═══ Record extracts
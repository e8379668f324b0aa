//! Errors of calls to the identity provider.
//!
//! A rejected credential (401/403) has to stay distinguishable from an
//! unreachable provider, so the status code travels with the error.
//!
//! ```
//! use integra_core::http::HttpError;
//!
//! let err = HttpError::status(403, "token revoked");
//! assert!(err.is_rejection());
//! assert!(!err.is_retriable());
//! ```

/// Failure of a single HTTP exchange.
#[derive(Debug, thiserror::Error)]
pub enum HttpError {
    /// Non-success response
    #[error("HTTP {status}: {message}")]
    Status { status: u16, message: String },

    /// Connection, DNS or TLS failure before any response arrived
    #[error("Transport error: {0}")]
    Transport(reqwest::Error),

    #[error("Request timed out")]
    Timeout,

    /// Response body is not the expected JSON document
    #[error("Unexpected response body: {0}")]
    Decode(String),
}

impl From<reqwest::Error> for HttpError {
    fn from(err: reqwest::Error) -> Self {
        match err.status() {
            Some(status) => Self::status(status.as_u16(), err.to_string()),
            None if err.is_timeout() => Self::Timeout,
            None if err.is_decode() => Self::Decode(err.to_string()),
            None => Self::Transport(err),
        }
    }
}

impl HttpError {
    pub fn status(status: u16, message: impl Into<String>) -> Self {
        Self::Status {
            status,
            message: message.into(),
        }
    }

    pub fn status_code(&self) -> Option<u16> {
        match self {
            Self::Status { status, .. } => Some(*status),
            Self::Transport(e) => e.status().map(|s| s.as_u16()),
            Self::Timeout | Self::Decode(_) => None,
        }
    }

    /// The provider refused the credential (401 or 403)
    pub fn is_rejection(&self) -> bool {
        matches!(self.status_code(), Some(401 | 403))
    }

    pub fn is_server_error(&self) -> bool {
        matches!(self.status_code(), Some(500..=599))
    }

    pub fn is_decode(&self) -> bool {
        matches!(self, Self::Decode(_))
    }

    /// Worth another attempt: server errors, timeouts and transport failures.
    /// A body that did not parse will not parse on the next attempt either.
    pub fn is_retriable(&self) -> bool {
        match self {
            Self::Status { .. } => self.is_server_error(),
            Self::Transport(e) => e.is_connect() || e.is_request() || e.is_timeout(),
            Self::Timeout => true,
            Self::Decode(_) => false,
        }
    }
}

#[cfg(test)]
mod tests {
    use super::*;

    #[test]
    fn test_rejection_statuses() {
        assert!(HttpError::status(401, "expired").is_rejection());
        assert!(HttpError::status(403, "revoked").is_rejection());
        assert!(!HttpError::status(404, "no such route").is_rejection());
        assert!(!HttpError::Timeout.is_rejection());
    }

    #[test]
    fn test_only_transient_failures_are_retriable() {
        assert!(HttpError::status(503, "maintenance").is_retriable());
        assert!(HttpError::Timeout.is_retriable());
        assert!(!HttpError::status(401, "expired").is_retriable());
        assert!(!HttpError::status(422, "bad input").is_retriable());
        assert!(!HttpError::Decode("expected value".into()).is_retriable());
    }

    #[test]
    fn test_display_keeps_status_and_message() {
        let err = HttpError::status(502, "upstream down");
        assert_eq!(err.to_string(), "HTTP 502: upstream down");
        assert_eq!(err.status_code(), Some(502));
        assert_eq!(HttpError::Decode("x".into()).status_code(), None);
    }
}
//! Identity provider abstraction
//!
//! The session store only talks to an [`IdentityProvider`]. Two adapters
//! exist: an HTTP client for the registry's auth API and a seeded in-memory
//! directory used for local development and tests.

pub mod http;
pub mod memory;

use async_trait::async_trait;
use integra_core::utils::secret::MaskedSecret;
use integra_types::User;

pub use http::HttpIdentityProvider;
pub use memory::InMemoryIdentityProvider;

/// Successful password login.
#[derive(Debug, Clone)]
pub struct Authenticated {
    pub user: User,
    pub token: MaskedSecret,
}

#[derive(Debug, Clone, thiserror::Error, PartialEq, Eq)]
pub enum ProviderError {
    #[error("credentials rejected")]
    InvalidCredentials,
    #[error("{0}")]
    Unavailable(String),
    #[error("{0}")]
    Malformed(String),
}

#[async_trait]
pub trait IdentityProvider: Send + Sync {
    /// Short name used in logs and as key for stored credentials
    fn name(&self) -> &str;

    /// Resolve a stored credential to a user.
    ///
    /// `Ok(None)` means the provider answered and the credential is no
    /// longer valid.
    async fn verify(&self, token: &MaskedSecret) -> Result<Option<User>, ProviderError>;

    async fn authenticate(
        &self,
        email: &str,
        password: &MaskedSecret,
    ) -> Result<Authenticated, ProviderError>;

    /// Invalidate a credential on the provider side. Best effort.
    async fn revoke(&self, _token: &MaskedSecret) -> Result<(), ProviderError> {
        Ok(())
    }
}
══════
* What this task involves
Lines of the data that include the string "memory" are to be counted; report the total by itself.

* Written response
3